Core Community Call 7 Notes
Meeting Date/Time: Friday, June 16th, 2023 19:00 UTC
Meeting Duration: 31 mins
Decisions
- There may be need to split the implementation of SIMD 0052 into two or more different SIMDs to address different methods of implementation and concerns surrounding the SIMD 0052.
Speakers
- Jacob Creech
- Anoushk | Tinydancer
- Richie Patel
- Alexander MeiBner
- Dubbel
- Maximilian Schneider
- Galactus | Mango Market
Meeting Notes
Introduction
| Video | 00:00 | 
|---|
Jacob Creech: Welcome everyone to this month's core community call. Today we have for discussion Light Clients, and we have the Tinydancer team, Anoushk and Harsh talking about different ways that they have been thinking about implementing it.

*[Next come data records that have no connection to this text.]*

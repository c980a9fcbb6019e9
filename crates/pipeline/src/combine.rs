//! Authoritative radius filter and final ranking.

use carefind_core::model::{ProximityEstimate, RankedResult};

/// Filters estimates to the exact radius and ranks the survivors.
///
/// Each estimate is judged by its best available distance: the routed
/// distance when enrichment produced one, the straight-line distance
/// otherwise. Survivors are ordered by that same distance, with shorter
/// wait time breaking ties. The sort is stable, so facilities tied on both
/// keys keep their incoming (straight-line) order.
pub fn combine(estimates: Vec<ProximityEstimate>, radius_km: f64) -> RankedResult {
    let mut ranked: Vec<ProximityEstimate> = estimates
        .into_iter()
        .filter(|estimate| estimate.effective_km() <= radius_km)
        .collect();

    ranked.sort_by(|a, b| {
        a.effective_km()
            .partial_cmp(&b.effective_km())
            .unwrap_or(std::cmp::Ordering::Equal)
            .then_with(|| a.facility.wait_time_minutes.cmp(&b.facility.wait_time_minutes))
    });

    ranked
}
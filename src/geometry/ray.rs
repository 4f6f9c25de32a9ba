use std::fmt;

use nalgebra::Unit;

use crate::error::{GeometryError, Result};
use crate::math::{Point2, Vector2, TOLERANCE};

/// A half-line in the plane.
///
/// The parametric form is: `P(t) = origin + t * direction` for `t >= 0`,
/// with `direction` always of unit length.
#[derive(Debug, Clone, Copy, PartialEq)]
pub struct Ray {
    origin: Point2,
    direction: Unit<Vector2>,
}

impl Ray {
    /// Creates a new ray, normalizing `direction`.
    ///
    /// # Errors
    ///
    /// Returns [`GeometryError::Degenerate`] if the origin or direction is not
    /// finite, and [`GeometryError::ZeroDirection`] if the direction has (near)
    /// zero length.
    pub fn new(origin: Point2, direction: Vector2) -> Result<Self> {
        if !origin.iter().chain(direction.iter()).all(|v| v.is_finite()) {
            return Err(
                GeometryError::Degenerate("ray origin and direction must be finite".into()).into(),
            );
        }
        let direction = Unit::try_new(direction, TOLERANCE).ok_or(GeometryError::ZeroDirection)?;
        Ok(Self { origin, direction })
    }

    /// Creates a ray from `origin` aimed at `target`.
    ///
    /// # Errors
    ///
    /// Returns [`GeometryError::ZeroDirection`] if the two points coincide.
    pub fn through(origin: Point2, target: Point2) -> Result<Self> {
        Self::new(origin, target - origin)
    }

    /// Returns the origin of the ray.
    #[must_use]
    pub fn origin(&self) -> &Point2 {
        &self.origin
    }

    /// Returns the unit direction of the ray.
    #[must_use]
    pub fn direction(&self) -> &Vector2 {
        self.direction.as_ref()
    }

    /// Evaluates the ray at parameter `t`.
    #[inline]
    #[must_use]
    pub fn at(&self, t: f64) -> Point2 {
        self.origin + self.direction.as_ref() * t
    }
}

impl fmt::Display for Ray {
    fn fmt(&self, f: &mut fmt::Formatter<'_>) -> fmt::Result {
        write!(
            f,
            "Ray: r_0({:10.6}, {:10.6}), d({:.6}, {:.6})",
            self.origin.x, self.origin.y, self.direction.x, self.direction.y
        )
    }
}
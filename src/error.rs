use thiserror::Error;

/// Top-level error type for the CSG evaluator.
#[derive(Debug, Error)]
pub enum CsgError {
    #[error(transparent)]
    Geometry(#[from] GeometryError),

    #[error(transparent)]
    Model(#[from] ModelError),
}

/// Errors related to geometric computations.
#[derive(Debug, Error)]
pub enum GeometryError {
    #[error("degenerate geometry: {0}")]
    Degenerate(String),

    #[error("zero-length ray direction")]
    ZeroDirection,
}

/// Errors related to building regions and geometries.
#[derive(Debug, Error)]
pub enum ModelError {
    #[error("invalid argument: {0}")]
    InvalidArgument(String),

    #[error("unknown boolean operation: {0:?}")]
    UnknownOperation(String),
}

/// A query point fell outside a geometry's declared bounds.
///
/// Never returned as an error. Queries still answer; the condition is
/// only logged.
#[derive(Debug, Clone, Copy, PartialEq, Error)]
#[error("point ({x}, {y}) lies outside domain [{xmin}, {xmax}] x [{ymin}, {ymax}]")]
pub struct UnboundedDomain {
    pub x: f64,
    pub y: f64,
    pub xmin: f64,
    pub xmax: f64,
    pub ymin: f64,
    pub ymax: f64,
}

/// Convenience type alias for results using [`CsgError`].
pub type Result<T> = std::result::Result<T, CsgError>;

The agenda can be found as usual on the core community call repository and the specific SIMD is 52 [SIMD 0052] that I have just added to the chat.
Anoushk, you are welcome to take it away.
Light Clients Overview
| Video | 00:35 | 
|---|
Anoushk | Tinydancer: Yeah, thanks for the intro Jacob, let me just share my screen.
Yeah, thanks everyone for joining in, giving your time. I am Anoushk from the Tinydancer team and we have been working on implementing the light clients for Solana. We drafted SIMD 0052 for adding transaction proof verification. So, today we are going to give a brief overview of our research on it.
So, I had like to start with why we are doing this, the motivation behind this SIMD is primarily to implement light clients for Solana. The reason we need light clients is because users need to verify queries that they make to the RPC, and right now they cannot do that. Which is why they have to trust the RPC that they give them the correct data. These light clients need to be low Hardware pieces of software and they need to be able to run on a phone or browser. So, this is really important for security for blockchain network as we already know, more mature networks like Ethereum that have been there for longer already have light clients and this was a glaring problem in Solana.
So, the crux of this SIMD is adding something called transaction proof. So, on a high level, it is just a multi-proof, saying that your transaction that you sent was included in the block and it succeeded or failed. However, the change that we are making here requires adding some way of making sure that a particular signature and a status whether it's success or failure was included in that transaction in the block. The user needs to be able to verify the inclusion of transaction and the execution status.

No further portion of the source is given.